BOISE - The House has voted 63-5 in favor of legislation to combat invasive quagga and zebra mussels by imposing a fee on all boats launched in Idaho, motorized and non-motorized alike.
The cost for the annual sticker would be $10 for boats registered in Idaho, $20 for those registered elsewhere, and $5 for non-motorized boats, which aren’t registered. The only exclusion would be for inflatables less than 10 feet long.
The House’s overwhelming passage of HB 213 gives the bill a strong push as it moves to the Senate to consideration.
Rep. Jim Clark, R-Hayden Lake, gave the only opposing debate in the House, saying, “I know I’m gonna be the skunk in the garden this morning.” Clark objected to the bill’s emergency clause, the fact that the money would go into a fund subject to appropriation rather than a dedicated fund, and the idea of leaving details to rule-making. He noted that the bill itself just collects the fee; it doesn’t set up wash stations at boat ramps or even mention the invasive mussels.

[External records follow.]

//! Decoding of structured translation output from chat-completion models.
//!
//! Accepted shapes, after stripping Markdown code fences:
//!
//! - `["Hallo", "Welt"]`
//! - `{"translations": ["Hallo", "Welt"]}`
//! - `{"anyKey": ["Hallo", "Welt"]}` (exactly one key)
//!
//! Anything else is an [`ProviderError::InvalidResponse`].

use std::collections::BTreeMap;

use serde::Deserialize;

use crate::error::{ProviderError, ProviderResult};

#[derive(Debug, Deserialize)]
#[serde(untagged)]
enum StructuredTranslations {
    List(Vec<String>),
    Wrapped { translations: Vec<String> },
    Keyed(BTreeMap<String, Vec<String>>),
}

/// Remove ```json / ``` fences some models wrap around JSON
pub fn strip_code_fences(content: &str) -> String {
    content.replace("```json", "").replace("```", "").trim().to_string()
}

/// Decode model output into translations for `expected` inputs.
///
/// A result shorter than `expected` is returned as-is (the caller aligns it);
/// an empty result for non-empty input or a longer result is rejected.
pub fn decode_translations(content: &str, expected: usize) -> ProviderResult<Vec<String>> {
    let cleaned = strip_code_fences(content);
    if cleaned.is_empty() {
        return Err(ProviderError::InvalidResponse(
            "No content received from model".to_string(),
        ));
    }

    let parsed: StructuredTranslations = serde_json::from_str(&cleaned).map_err(|_| {
        ProviderError::InvalidResponse("Model failed to return valid JSON array.".to_string())
    })?;

    let translations = match parsed {
        StructuredTranslations::List(list) => list,
        StructuredTranslations::Wrapped { translations } => translations,
        StructuredTranslations::Keyed(map) if map.len() == 1 => {
            map.into_values().next().unwrap_or_default()
        }
        StructuredTranslations::Keyed(map) => {
            return Err(ProviderError::InvalidResponse(format!(
                "Expected a JSON array of strings, got an object with {} keys",
                map.len()
            )));
        }
    };

    if expected > 0 && translations.is_empty() {
        return Err(ProviderError::InvalidResponse(format!(
            "Model returned no translations for {} inputs",
            expected
        )));
    }
    if translations.len() > expected {
        return Err(ProviderError::InvalidResponse(format!(
            "Model returned {} translations for {} inputs",
            translations.len(),
            expected
        )));
    }

    Ok(translations)
}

“Why not do this at the ports of entry before they come in here?” Clark asked. “This is like washing your hands after you eat.”
Several backers of the bill, however, countered that some Idaho lakes cross state lines and no ports of entry are available to intercept boats there.
Rep. Eric Anderson, R-Priest Lake, sponsor of the bill, said if the mussels get into Idaho waterways - and they’re already just miles away in Utah - it’ll cost the state more than $94 million a year to cope with the mess.
Rep. Tom Trail, R-Moscow, the House agriculture chairman, said the preventive action is warranted for the insidious mussels. “Other invasive species, once they get here you have a chance to fight them, but once the quagga mussel gets here you’ve already lost the fight,” Trail told the House.
House Majority Caucus Chairman Ken Roberts, R-Donnelly, said boats are what carry the mussels into the waterways. “This is a user fee based on those people that come to the state of Idaho and also those people that use the bodies of water,” he said. “I think it’s an appropriate piece of legislation.”
Clark was the only North Idaho representative to vote against the bill.